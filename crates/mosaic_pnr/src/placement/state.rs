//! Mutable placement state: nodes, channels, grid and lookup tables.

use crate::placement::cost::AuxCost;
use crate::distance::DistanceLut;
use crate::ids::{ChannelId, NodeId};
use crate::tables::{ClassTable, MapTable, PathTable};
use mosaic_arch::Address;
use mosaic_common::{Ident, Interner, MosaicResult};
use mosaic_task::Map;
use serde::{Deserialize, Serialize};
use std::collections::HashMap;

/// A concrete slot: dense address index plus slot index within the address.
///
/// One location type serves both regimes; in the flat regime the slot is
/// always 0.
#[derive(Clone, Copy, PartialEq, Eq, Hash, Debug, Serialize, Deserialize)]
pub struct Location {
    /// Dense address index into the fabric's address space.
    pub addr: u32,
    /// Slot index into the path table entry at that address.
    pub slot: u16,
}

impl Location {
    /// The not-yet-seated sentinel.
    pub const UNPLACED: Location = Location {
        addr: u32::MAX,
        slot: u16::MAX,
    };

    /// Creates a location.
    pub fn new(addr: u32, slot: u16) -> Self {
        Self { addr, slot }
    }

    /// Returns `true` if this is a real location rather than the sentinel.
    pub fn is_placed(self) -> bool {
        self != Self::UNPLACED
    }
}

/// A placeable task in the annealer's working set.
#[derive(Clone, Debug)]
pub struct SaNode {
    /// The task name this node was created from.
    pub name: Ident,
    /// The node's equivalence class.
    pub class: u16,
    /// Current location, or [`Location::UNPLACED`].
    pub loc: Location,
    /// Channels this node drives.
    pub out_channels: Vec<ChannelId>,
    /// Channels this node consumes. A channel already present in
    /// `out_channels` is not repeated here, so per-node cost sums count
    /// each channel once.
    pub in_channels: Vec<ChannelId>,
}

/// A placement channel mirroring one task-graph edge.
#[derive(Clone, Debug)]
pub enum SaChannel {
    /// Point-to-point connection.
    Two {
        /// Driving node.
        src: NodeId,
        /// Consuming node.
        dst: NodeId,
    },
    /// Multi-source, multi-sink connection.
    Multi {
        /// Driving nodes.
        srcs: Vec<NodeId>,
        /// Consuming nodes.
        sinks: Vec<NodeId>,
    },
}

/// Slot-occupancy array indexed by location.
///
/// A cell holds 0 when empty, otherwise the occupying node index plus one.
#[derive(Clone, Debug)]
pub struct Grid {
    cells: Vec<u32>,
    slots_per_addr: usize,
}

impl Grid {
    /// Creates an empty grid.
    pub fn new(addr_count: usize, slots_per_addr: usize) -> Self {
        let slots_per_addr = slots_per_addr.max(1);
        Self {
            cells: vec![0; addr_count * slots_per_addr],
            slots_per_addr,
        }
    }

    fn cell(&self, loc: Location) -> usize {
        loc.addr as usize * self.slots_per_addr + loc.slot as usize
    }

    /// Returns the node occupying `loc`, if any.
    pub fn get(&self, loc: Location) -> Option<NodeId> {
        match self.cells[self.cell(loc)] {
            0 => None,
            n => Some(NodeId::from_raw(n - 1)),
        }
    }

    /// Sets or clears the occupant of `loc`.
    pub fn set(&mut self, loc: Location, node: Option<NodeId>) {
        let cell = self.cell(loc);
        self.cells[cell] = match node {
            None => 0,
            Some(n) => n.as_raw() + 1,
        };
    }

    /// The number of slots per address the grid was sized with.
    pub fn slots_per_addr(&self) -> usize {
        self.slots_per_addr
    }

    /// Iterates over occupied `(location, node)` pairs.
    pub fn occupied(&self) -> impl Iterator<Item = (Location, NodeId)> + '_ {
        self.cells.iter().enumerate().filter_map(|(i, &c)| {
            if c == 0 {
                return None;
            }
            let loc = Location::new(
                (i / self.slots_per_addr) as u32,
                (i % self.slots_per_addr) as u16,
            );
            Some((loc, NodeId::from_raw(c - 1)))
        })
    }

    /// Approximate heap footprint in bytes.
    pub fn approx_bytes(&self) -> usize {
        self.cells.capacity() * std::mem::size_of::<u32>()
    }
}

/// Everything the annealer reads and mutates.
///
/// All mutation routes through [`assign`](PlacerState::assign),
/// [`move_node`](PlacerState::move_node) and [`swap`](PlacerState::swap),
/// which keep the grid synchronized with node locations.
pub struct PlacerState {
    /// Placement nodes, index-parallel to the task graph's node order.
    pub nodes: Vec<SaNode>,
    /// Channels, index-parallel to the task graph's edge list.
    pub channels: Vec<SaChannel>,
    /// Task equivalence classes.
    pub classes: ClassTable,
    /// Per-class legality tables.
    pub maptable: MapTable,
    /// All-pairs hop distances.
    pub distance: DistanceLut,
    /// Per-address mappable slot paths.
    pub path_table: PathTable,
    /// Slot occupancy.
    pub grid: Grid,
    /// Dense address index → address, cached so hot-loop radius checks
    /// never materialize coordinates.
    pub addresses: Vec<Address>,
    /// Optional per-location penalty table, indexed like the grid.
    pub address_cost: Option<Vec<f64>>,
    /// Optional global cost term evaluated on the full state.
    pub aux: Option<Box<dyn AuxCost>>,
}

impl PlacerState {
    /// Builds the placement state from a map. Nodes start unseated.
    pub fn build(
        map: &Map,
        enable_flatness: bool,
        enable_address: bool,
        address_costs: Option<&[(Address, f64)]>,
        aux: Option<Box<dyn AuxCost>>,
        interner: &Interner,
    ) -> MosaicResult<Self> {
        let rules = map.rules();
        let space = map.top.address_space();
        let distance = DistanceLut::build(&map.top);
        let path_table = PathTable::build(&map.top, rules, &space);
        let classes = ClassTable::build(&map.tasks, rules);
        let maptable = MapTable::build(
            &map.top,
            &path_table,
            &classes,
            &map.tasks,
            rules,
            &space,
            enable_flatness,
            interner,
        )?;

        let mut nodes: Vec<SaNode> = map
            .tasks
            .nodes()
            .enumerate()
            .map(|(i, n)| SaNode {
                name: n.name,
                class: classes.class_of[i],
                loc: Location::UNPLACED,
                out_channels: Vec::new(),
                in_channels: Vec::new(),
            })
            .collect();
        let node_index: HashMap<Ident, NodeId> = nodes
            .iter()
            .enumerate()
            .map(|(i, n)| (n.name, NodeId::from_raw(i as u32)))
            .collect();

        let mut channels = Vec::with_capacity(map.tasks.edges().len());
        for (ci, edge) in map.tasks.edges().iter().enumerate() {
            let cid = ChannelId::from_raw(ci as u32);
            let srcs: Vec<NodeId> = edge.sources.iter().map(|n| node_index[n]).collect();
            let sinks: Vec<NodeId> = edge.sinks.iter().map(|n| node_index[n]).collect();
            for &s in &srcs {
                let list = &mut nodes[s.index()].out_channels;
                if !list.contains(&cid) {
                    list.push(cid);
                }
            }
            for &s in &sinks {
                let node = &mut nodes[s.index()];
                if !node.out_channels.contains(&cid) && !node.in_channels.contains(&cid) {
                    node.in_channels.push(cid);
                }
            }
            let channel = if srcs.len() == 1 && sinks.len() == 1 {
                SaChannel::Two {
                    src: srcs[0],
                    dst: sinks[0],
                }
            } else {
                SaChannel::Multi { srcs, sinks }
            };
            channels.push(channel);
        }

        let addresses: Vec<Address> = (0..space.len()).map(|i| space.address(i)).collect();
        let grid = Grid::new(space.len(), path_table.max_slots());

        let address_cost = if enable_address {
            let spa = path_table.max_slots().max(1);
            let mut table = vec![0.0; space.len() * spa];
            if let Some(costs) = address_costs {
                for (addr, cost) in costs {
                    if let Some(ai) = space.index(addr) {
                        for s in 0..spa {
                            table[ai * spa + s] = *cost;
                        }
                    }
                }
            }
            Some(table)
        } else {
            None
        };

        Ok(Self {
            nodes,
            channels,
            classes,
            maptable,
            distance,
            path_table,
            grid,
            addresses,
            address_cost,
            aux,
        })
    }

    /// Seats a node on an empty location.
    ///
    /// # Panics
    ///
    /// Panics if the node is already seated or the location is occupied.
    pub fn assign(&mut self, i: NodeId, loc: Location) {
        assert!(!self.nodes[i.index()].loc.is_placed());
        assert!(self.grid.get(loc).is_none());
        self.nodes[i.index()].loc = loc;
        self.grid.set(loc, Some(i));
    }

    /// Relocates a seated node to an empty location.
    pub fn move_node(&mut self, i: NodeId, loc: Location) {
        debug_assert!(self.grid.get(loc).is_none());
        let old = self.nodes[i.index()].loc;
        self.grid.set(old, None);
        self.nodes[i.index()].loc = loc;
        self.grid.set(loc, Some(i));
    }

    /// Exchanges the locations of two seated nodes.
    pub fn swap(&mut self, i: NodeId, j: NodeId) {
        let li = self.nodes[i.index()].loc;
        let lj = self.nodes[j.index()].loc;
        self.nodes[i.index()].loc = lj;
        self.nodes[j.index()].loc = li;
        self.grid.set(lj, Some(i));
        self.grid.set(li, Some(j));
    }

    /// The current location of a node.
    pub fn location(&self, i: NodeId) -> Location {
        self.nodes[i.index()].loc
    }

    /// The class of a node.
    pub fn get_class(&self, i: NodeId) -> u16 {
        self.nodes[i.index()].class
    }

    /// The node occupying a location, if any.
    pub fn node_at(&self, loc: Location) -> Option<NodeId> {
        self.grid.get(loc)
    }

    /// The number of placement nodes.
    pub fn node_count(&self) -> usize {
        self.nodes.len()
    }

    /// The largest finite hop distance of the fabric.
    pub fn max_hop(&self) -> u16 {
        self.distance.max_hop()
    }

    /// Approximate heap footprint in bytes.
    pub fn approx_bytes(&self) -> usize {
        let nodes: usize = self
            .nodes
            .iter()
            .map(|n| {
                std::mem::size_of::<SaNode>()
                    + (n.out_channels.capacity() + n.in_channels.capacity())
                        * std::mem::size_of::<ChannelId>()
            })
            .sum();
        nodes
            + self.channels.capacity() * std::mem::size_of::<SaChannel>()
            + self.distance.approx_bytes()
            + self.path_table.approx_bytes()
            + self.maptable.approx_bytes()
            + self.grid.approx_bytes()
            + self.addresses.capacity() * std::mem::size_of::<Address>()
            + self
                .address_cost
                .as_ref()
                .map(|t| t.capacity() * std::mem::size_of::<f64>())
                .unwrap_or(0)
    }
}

^^^^

▸ The problem:
Reproduce, please, the lines of the material from its first line down to the line containing "use mosaic_arch::Address;", keeping both ends and nothing beyond them.

▸ Answer section:
filename crates/mosaic_pnr/src/placement/state.rs
//! Mutable placement state: nodes, channels, grid and lookup tables.

use crate::placement::cost::AuxCost;
use crate::distance::DistanceLut;
use crate::ids::{ChannelId, NodeId};
use crate::tables::{ClassTable, MapTable, PathTable};
use mosaic_arch::Address;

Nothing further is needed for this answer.